#### Task brief
Lines that contain "plaintext" are to be copied from the material, every one of them.

#### Excerpted data
_ _ _ _
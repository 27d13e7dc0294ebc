// SPDX-FileCopyrightText: 2026 Botfleet Contributors
// SPDX-License-Identifier: MIT OR Apache-2.0

//! Embedded database migrations using refinery.
//!
//! SQL migration files are compiled into the binary at build time via
//! `embed_migrations!`. Migrations run automatically on database open.

use botfleet_core::BotfleetError;

mod embedded {
    use refinery::embed_migrations;
    embed_migrations!("migrations");
}

/// Run all pending migrations against the given connection.
///
/// Refinery tracks applied migrations in its own `refinery_schema_history` table.
pub fn run_migrations(conn: &mut rusqlite::Connection) -> Result<(), BotfleetError> {
    embedded::migrations::runner().run(conn).map_err(|e| {
        BotfleetError::Storage {
            source: Box::new(e),
        }
    })?;
    Ok(())
}
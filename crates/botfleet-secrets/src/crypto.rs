// SPDX-FileCopyrightText: 2026 Botfleet Contributors
// SPDX-License-Identifier: MIT OR Apache-2.0

//! Low-level AES-256-GCM seal/open operations.
//!
//! Every call to [`seal`] generates a fresh random 96-bit nonce via the system
//! CSPRNG. Nonce reuse would be catastrophic for GCM security.

use botfleet_core::BotfleetError;
use ring::aead::{Aad, LessSafeKey, Nonce, UnboundKey, AES_256_GCM};
use ring::rand::{SecureRandom, SystemRandom};

/// Encrypt plaintext with AES-256-GCM using a random 96-bit nonce.
///
/// Returns `(ciphertext_with_tag, nonce_bytes)`. The caller must store both
/// the ciphertext and the nonce to be able to decrypt later.
pub fn seal(key: &[u8; 32], plaintext: &[u8]) -> Result<(Vec<u8>, [u8; 12]), BotfleetError> {
    let unbound = UnboundKey::new(&AES_256_GCM, key)
        .map_err(|_| BotfleetError::Crypto("failed to create AES-256-GCM key".to_string()))?;
    let less_safe = LessSafeKey::new(unbound);

    // Generate random 96-bit nonce.
    let rng = SystemRandom::new();
    let mut nonce_bytes = [0u8; 12];
    rng.fill(&mut nonce_bytes)
        .map_err(|_| BotfleetError::Crypto("failed to generate random nonce".to_string()))?;

    let nonce = Nonce::assume_unique_for_key(nonce_bytes);

    // Seal in place: plaintext buffer is extended with the authentication tag.
    let mut in_out = plaintext.to_vec();
    less_safe
        .seal_in_place_append_tag(nonce, Aad::empty(), &mut in_out)
        .map_err(|_| BotfleetError::Crypto("AES-256-GCM encryption failed".to_string()))?;

    Ok((in_out, nonce_bytes))
}

/// Decrypt ciphertext with AES-256-GCM.
///
/// `ciphertext` must include the 16-byte authentication tag appended by [`seal`].
/// Returns the decrypted plaintext, or an error if the key is wrong or data is
/// tampered.
pub fn open(
    key: &[u8; 32],
    nonce_bytes: &[u8; 12],
    ciphertext: &[u8],
) -> Result<Vec<u8>, BotfleetError> {
    let unbound = UnboundKey::new(&AES_256_GCM, key)
        .map_err(|_| BotfleetError::Crypto("failed to create AES-256-GCM key".to_string()))?;
    let less_safe = LessSafeKey::new(unbound);

    let nonce = Nonce::assume_unique_for_key(*nonce_bytes);

    let mut in_out = ciphertext.to_vec();
    let plaintext = less_safe
        .open_in_place(nonce, Aad::empty(), &mut in_out)
        .map_err(|_| {
            BotfleetError::Crypto(
                "AES-256-GCM decryption failed -- wrong key or corrupted data".to_string(),
            )
        })?;

    Ok(plaintext.to_vec())
}
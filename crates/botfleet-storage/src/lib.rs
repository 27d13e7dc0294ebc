// SPDX-FileCopyrightText: 2026 Botfleet Contributors
// SPDX-License-Identifier: MIT OR Apache-2.0

//! SQLite persistence layer for the Botfleet platform.
//!
//! Provides WAL-mode SQLite storage with embedded migrations, a single-writer
//! concurrency model via `tokio-rusqlite`, and typed operations for bot
//! records, webhook dedup keys, and a crash-safe job queue.

pub mod database;
pub mod migrations;
pub mod models;
pub mod queries;

pub use database::{iso_from_now_ms, now_iso, Database};
pub use models::*;
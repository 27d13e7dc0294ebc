// SPDX-FileCopyrightText: 2026 Botfleet Contributors
// SPDX-License-Identifier: MIT OR Apache-2.0

//! Bot registry CRUD operations.
//!
//! Status transitions are compare-and-swap: the caller states the expected
//! current status and learns from the row count whether it won the race.

use std::str::FromStr;

use botfleet_core::types::{Bot, BotId, BotStatus, Platform, Prompt, TenantId};
use botfleet_core::BotfleetError;
use rusqlite::params;

use crate::database::{now_iso, Database};

fn bot_from_row(row: &rusqlite::Row<'_>) -> rusqlite::Result<Bot> {
    let platform_raw: String = row.get(3)?;
    let platform = Platform::from_str(&platform_raw).map_err(|e| {
        rusqlite::Error::FromSqlConversionFailure(3, rusqlite::types::Type::Text, Box::new(e))
    })?;

    let status_raw: String = row.get(5)?;
    let status = BotStatus::from_str(&status_raw).map_err(|e| {
        rusqlite::Error::FromSqlConversionFailure(5, rusqlite::types::Type::Text, Box::new(e))
    })?;

    let prompts_raw: String = row.get(6)?;
    let prompts: Vec<Prompt> = serde_json::from_str(&prompts_raw).map_err(|e| {
        rusqlite::Error::FromSqlConversionFailure(6, rusqlite::types::Type::Text, Box::new(e))
    })?;

    Ok(Bot {
        id: BotId(row.get(0)?),
        tenant_id: TenantId(row.get(1)?),
        name: row.get(2)?,
        platform,
        token: row.get(4)?,
        status,
        prompts,
        webhook_secret: row.get(7)?,
        created_at: row.get(8)?,
        updated_at: row.get(9)?,
    })
}

/// Insert a new bot row.
pub async fn insert_bot(db: &Database, bot: &Bot) -> Result<(), BotfleetError> {
    let prompts_json = serde_json::to_string(&bot.prompts)
        .map_err(|e| BotfleetError::Internal(format!("failed to serialize prompts: {e}")))?;
    let bot = bot.clone();
    db.connection()
        .call(move |conn| {
            conn.execute(
                "INSERT INTO bots (id, tenant_id, name, platform, token, status, prompts,
                                   webhook_secret, created_at, updated_at)
                 VALUES (?1, ?2, ?3, ?4, ?5, ?6, ?7, ?8, ?9, ?10)",
                params![
                    bot.id.as_str(),
                    bot.tenant_id.as_str(),
                    bot.name,
                    bot.platform.to_string(),
                    bot.token,
                    bot.status.to_string(),
                    prompts_json,
                    bot.webhook_secret,
                    bot.created_at,
                    bot.updated_at,
                ],
            )?;
            Ok(())
        })
        .await
        .map_err(crate::database::map_tr_err)
}

/// Get a bot by ID.
pub async fn get_bot(db: &Database, id: &BotId) -> Result<Option<Bot>, BotfleetError> {
    let id = id.as_str().to_string();
    db.connection()
        .call(move |conn| {
            use rusqlite::OptionalExtension;
            let mut stmt = conn.prepare(
                "SELECT id, tenant_id, name, platform, token, status, prompts,
                        webhook_secret, created_at, updated_at
                 FROM bots WHERE id = ?1",
            )?;
            let bot = stmt.query_row(params![id], bot_from_row).optional()?;
            Ok(bot)
        })
        .await
        .map_err(crate::database::map_tr_err)
}

/// List bots, optionally filtered by tenant.
pub async fn list_bots(
    db: &Database,
    tenant_id: Option<&TenantId>,
) -> Result<Vec<Bot>, BotfleetError> {
    let tenant_id = tenant_id.map(|t| t.as_str().to_string());
    db.connection()
        .call(move |conn| {
            let mut bots = Vec::new();
            match &tenant_id {
                Some(tenant) => {
                    let mut stmt = conn.prepare(
                        "SELECT id, tenant_id, name, platform, token, status, prompts,
                                webhook_secret, created_at, updated_at
                         FROM bots WHERE tenant_id = ?1 ORDER BY created_at DESC",
                    )?;
                    let rows = stmt.query_map(params![tenant], bot_from_row)?;
                    for row in rows {
                        bots.push(row?);
                    }
                }
                None => {
                    let mut stmt = conn.prepare(
                        "SELECT id, tenant_id, name, platform, token, status, prompts,
                                webhook_secret, created_at, updated_at
                         FROM bots ORDER BY created_at DESC",
                    )?;
                    let rows = stmt.query_map([], bot_from_row)?;
                    for row in rows {
                        bots.push(row?);
                    }
                }
            }
            Ok(bots)
        })
        .await
        .map_err(crate::database::map_tr_err)
}

/// List all active bots on the given platform. Used for cache warm-up.
pub async fn list_active_bots(db: &Database, platform: Platform) -> Result<Vec<Bot>, BotfleetError> {
    let platform = platform.to_string();
    db.connection()
        .call(move |conn| {
            let mut stmt = conn.prepare(
                "SELECT id, tenant_id, name, platform, token, status, prompts,
                        webhook_secret, created_at, updated_at
                 FROM bots WHERE status = 'active' AND platform = ?1
                 ORDER BY created_at ASC",
            )?;
            let rows = stmt.query_map(params![platform], bot_from_row)?;
            let mut bots = Vec::new();
            for row in rows {
                bots.push(row?);
            }
            Ok(bots)
        })
        .await
        .map_err(crate::database::map_tr_err)
}

/// Compare-and-swap a bot's status: transition `from -> to` only if the row
/// is still in `from`. Returns `true` if this call performed the transition.
pub async fn update_status_cas(
    db: &Database,
    id: &BotId,
    from: BotStatus,
    to: BotStatus,
) -> Result<bool, BotfleetError> {
    let id = id.as_str().to_string();
    let from = from.to_string();
    let to = to.to_string();
    let now = now_iso();
    db.connection()
        .call(move |conn| {
            let changed = conn.execute(
                "UPDATE bots SET status = ?1, updated_at = ?2
                 WHERE id = ?3 AND status = ?4",
                params![to, now, id, from],
            )?;
            Ok(changed > 0)
        })
        .await
        .map_err(crate::database::map_tr_err)
}

/// Replace a bot's platform token. Refused while the bot is active, so a
/// registered webhook can never point at a credential we no longer hold.
/// Returns `true` if the row was updated.
pub async fn update_token(db: &Database, id: &BotId, token: &str) -> Result<bool, BotfleetError> {
    let id = id.as_str().to_string();
    let token = token.to_string();
    let now = now_iso();
    db.connection()
        .call(move |conn| {
            let changed = conn.execute(
                "UPDATE bots SET token = ?1, updated_at = ?2
                 WHERE id = ?3 AND status != 'active'",
                params![token, now, id],
            )?;
            Ok(changed > 0)
        })
        .await
        .map_err(crate::database::map_tr_err)
}

/// Store the encrypted webhook secret for a bot. Returns `true` if the row
/// was updated.
pub async fn update_webhook_secret(
    db: &Database,
    id: &BotId,
    encrypted: &str,
) -> Result<bool, BotfleetError> {
    let id = id.as_str().to_string();
    let encrypted = encrypted.to_string();
    let now = now_iso();
    db.connection()
        .call(move |conn| {
            let changed = conn.execute(
                "UPDATE bots SET webhook_secret = ?1, updated_at = ?2 WHERE id = ?3",
                params![encrypted, now, id],
            )?;
            Ok(changed > 0)
        })
        .await
        .map_err(crate::database::map_tr_err)
}

/// Delete a bot row. Returns `true` if a row was removed.
pub async fn delete_bot(db: &Database, id: &BotId) -> Result<bool, BotfleetError> {
    let id = id.as_str().to_string();
    db.connection()
        .call(move |conn| {
            let changed = conn.execute("DELETE FROM bots WHERE id = ?1", params![id])?;
            Ok(changed > 0)
        })
        .await
        .map_err(crate::database::map_tr_err)
}

#[cfg(test)]
mod tests {
    use super::*;
    use botfleet_core::types::PromptKind;
    use tempfile::tempdir;

    async fn setup_db() -> (Database, tempfile::TempDir) {
        let dir = tempdir().unwrap();
        let db_path = dir.path().join("test.db");
        let db = Database::open(db_path.to_str().unwrap(), true).await.unwrap();
        (db, dir)
    }

    fn make_bot(id: &str) -> Bot {
        Bot {
            id: BotId(id.to_string()),
            tenant_id: TenantId("tenant-1".to_string()),
            name: "support bot".to_string(),
            platform: Platform::Telegram,
            token: "1234567890:TESTTOKENTESTTOKENTESTTOKENTESTTOKE".to_string(),
            status: BotStatus::Created,
            prompts: vec![Prompt {
                name: "tone".to_string(),
                kind: PromptKind::Context,
                content: "Answer briefly.".to_string(),
            }],
            webhook_secret: None,
            created_at: now_iso(),
            updated_at: now_iso(),
        }
    }

    #[tokio::test]
    async fn insert_and_get_roundtrips() {
        let (db, _dir) = setup_db().await;
        let bot = make_bot("bot-1");

        insert_bot(&db, &bot).await.unwrap();
        let retrieved = get_bot(&db, &bot.id).await.unwrap().unwrap();

        assert_eq!(retrieved.id, bot.id);
        assert_eq!(retrieved.tenant_id, bot.tenant_id);
        assert_eq!(retrieved.platform, Platform::Telegram);
        assert_eq!(retrieved.status, BotStatus::Created);
        assert_eq!(retrieved.prompts.len(), 1);
        assert_eq!(retrieved.prompts[0].name, "tone");
        assert!(retrieved.webhook_secret.is_none());

        db.close().await.unwrap();
    }

    #[tokio::test]
    async fn get_nonexistent_bot_returns_none() {
        let (db, _dir) = setup_db().await;
        let result = get_bot(&db, &BotId("no-such-bot".into())).await.unwrap();
        assert!(result.is_none());
        db.close().await.unwrap();
    }

    #[tokio::test]
    async fn list_bots_with_tenant_filter() {
        let (db, _dir) = setup_db().await;
        let b1 = make_bot("b1");
        let mut b2 = make_bot("b2");
        b2.tenant_id = TenantId("tenant-2".to_string());

        insert_bot(&db, &b1).await.unwrap();
        insert_bot(&db, &b2).await.unwrap();

        let all = list_bots(&db, None).await.unwrap();
        assert_eq!(all.len(), 2);

        let t1 = list_bots(&db, Some(&TenantId("tenant-1".into()))).await.unwrap();
        assert_eq!(t1.len(), 1);
        assert_eq!(t1[0].id, b1.id);

        db.close().await.unwrap();
    }

    #[tokio::test]
    async fn list_active_filters_status_and_platform() {
        let (db, _dir) = setup_db().await;

        let mut active_tg = make_bot("active-tg");
        active_tg.status = BotStatus::Active;
        let created_tg = make_bot("created-tg");
        let mut active_vk = make_bot("active-vk");
        active_vk.status = BotStatus::Active;
        active_vk.platform = Platform::Vk;

        insert_bot(&db, &active_tg).await.unwrap();
        insert_bot(&db, &created_tg).await.unwrap();
        insert_bot(&db, &active_vk).await.unwrap();

        let bots = list_active_bots(&db, Platform::Telegram).await.unwrap();
        assert_eq!(bots.len(), 1);
        assert_eq!(bots[0].id, active_tg.id);

        db.close().await.unwrap();
    }

    #[tokio::test]
    async fn cas_transition_succeeds_exactly_once() {
        let (db, _dir) = setup_db().await;
        let bot = make_bot("cas-bot");
        insert_bot(&db, &bot).await.unwrap();

        let won = update_status_cas(&db, &bot.id, BotStatus::Created, BotStatus::Active)
            .await
            .unwrap();
        assert!(won);

        // A second racer with the same expectation loses.
        let lost = update_status_cas(&db, &bot.id, BotStatus::Created, BotStatus::Active)
            .await
            .unwrap();
        assert!(!lost);

        let current = get_bot(&db, &bot.id).await.unwrap().unwrap();
        assert_eq!(current.status, BotStatus::Active);

        db.close().await.unwrap();
    }

    #[tokio::test]
    async fn cas_with_wrong_expected_status_fails() {
        let (db, _dir) = setup_db().await;
        let bot = make_bot("cas-wrong");
        insert_bot(&db, &bot).await.unwrap();

        let won = update_status_cas(&db, &bot.id, BotStatus::Archived, BotStatus::Active)
            .await
            .unwrap();
        assert!(!won);

        let current = get_bot(&db, &bot.id).await.unwrap().unwrap();
        assert_eq!(current.status, BotStatus::Created);

        db.close().await.unwrap();
    }

    #[tokio::test]
    async fn update_token_blocked_while_active() {
        let (db, _dir) = setup_db().await;
        let bot = make_bot("tok-bot");
        insert_bot(&db, &bot).await.unwrap();

        assert!(update_token(&db, &bot.id, "new-token").await.unwrap());

        update_status_cas(&db, &bot.id, BotStatus::Created, BotStatus::Active)
            .await
            .unwrap();
        assert!(!update_token(&db, &bot.id, "other-token").await.unwrap());

        let current = get_bot(&db, &bot.id).await.unwrap().unwrap();
        assert_eq!(current.token, "new-token");

        db.close().await.unwrap();
    }

    #[tokio::test]
    async fn update_webhook_secret_roundtrips() {
        let (db, _dir) = setup_db().await;
        let bot = make_bot("sec-bot");
        insert_bot(&db, &bot).await.unwrap();

        assert!(update_webhook_secret(&db, &bot.id, "bm9uY2U=:Y3Q=:dGFn")
            .await
            .unwrap());

        let current = get_bot(&db, &bot.id).await.unwrap().unwrap();
        assert_eq!(current.webhook_secret.as_deref(), Some("bm9uY2U=:Y3Q=:dGFn"));

        db.close().await.unwrap();
    }

    #[tokio::test]
    async fn delete_bot_removes_row() {
        let (db, _dir) = setup_db().await;
        let bot = make_bot("del-bot");
        insert_bot(&db, &bot).await.unwrap();

        assert!(delete_bot(&db, &bot.id).await.unwrap());
        assert!(!delete_bot(&db, &bot.id).await.unwrap());
        assert!(get_bot(&db, &bot.id).await.unwrap().is_none());

        db.close().await.unwrap();
    }
}
// SPDX-FileCopyrightText: 2026 Botfleet Contributors
// SPDX-License-Identifier: MIT OR Apache-2.0

//! Duplicate-update suppression with a fail-open posture.
//!
//! Telegram redelivers updates until it sees a 2xx, so the same
//! `(bot, update_id)` can arrive more than once. First sight within the TTL
//! wins; later sightings are acknowledged without re-enqueueing. If the
//! store is unreachable the check reports "not a duplicate": an occasional
//! double delivery is acceptable, a dropped update is not.

use botfleet_core::types::BotId;
use botfleet_core::BotfleetError;
use botfleet_storage::queries::dedup;
use botfleet_storage::Database;

#[derive(Clone)]
pub struct DedupService {
    db: Database,
    ttl_secs: u64,
}

impl DedupService {
    pub fn new(db: Database, ttl_secs: u64) -> Self {
        Self { db, ttl_secs }
    }

    /// Record the update and report whether it was already seen within the
    /// TTL. Storage errors fail open.
    pub async fn is_duplicate(&self, bot_id: &BotId, update_id: i64) -> bool {
        match dedup::mark_if_absent(&self.db, bot_id, update_id, self.ttl_secs).await {
            Ok(first_sight) => !first_sight,
            Err(error) => {
                tracing::warn!(
                    bot_id = %bot_id,
                    update_id,
                    error = %error,
                    "dedup check failed, treating update as new"
                );
                false
            }
        }
    }

    /// Drop expired markers. Returns the number removed.
    pub async fn purge_expired(&self) -> Result<u64, BotfleetError> {
        dedup::purge_expired(&self.db).await
    }
}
_ _ _ _
#### Response to the exercise
/// Encrypt plaintext with AES-256-GCM using a random 96-bit nonce.
pub fn seal(key: &[u8; 32], plaintext: &[u8]) -> Result<(Vec<u8>, [u8; 12]), BotfleetError> {
    // Seal in place: plaintext buffer is extended with the authentication tag.
    let mut in_out = plaintext.to_vec();
/// Returns the decrypted plaintext, or an error if the key is wrong or data is
    let plaintext = less_safe
    Ok(plaintext.to_vec())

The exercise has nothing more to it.